## [TASK STATEMENT]
Go over the lines below, and when one contains the word "Path", copy it.

DATA FOR ANALYSIS Start Marker

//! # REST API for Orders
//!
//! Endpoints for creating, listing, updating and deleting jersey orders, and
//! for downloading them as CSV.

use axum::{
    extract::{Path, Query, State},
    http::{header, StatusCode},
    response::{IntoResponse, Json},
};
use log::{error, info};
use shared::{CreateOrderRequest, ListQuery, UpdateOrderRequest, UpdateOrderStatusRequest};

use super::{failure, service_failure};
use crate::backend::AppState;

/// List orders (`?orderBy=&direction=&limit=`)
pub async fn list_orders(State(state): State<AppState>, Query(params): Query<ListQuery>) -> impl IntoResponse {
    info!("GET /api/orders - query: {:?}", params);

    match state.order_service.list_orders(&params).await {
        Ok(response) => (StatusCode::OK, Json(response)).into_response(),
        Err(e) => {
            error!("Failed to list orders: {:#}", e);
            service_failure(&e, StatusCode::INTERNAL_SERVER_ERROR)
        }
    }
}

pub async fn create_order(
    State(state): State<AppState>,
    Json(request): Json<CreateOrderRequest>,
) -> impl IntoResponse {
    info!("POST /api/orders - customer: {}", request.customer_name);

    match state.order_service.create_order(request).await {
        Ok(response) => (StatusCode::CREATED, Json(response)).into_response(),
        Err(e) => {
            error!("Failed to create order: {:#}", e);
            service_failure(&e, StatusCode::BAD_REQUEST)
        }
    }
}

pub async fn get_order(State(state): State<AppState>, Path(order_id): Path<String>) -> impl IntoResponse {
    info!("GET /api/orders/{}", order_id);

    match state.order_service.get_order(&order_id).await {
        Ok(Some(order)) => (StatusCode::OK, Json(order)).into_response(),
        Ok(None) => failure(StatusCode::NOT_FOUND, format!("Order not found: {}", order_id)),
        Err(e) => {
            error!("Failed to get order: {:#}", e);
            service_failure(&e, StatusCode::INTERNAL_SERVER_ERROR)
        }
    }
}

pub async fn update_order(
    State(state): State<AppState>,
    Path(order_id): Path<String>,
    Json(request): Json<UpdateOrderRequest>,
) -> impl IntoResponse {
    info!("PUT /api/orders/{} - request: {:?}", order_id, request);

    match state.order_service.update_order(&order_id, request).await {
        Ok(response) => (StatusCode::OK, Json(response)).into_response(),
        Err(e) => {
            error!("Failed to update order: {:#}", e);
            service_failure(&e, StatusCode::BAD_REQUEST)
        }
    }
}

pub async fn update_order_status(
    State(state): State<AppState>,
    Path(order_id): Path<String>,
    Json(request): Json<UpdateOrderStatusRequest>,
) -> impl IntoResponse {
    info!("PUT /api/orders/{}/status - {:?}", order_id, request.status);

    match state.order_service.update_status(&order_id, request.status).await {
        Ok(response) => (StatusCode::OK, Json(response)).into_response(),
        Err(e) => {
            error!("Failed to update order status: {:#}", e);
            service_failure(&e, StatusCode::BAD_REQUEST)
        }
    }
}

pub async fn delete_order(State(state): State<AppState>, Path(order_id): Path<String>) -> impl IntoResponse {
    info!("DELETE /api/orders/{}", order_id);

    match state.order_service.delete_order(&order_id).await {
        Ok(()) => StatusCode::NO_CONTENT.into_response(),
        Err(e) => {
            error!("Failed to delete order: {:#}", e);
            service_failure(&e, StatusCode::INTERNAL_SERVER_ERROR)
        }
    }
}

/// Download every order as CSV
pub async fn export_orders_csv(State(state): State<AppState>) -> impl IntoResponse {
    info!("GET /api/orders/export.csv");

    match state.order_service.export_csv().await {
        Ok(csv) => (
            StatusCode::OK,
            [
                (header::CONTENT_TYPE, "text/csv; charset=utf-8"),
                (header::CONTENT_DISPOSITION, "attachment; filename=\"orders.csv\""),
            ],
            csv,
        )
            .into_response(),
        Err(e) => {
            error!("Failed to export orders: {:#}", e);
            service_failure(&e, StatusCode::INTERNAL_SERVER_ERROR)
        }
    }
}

DATA FOR ANALYSIS End Marker

## [TASK SOLUTION]
    extract::{Path, Query, State},
pub async fn get_order(State(state): State<AppState>, Path(order_id): Path<String>) -> impl IntoResponse {
    Path(order_id): Path<String>,
    Path(order_id): Path<String>,
pub async fn delete_order(State(state): State<AppState>, Path(order_id): Path<String>) -> impl IntoResponse {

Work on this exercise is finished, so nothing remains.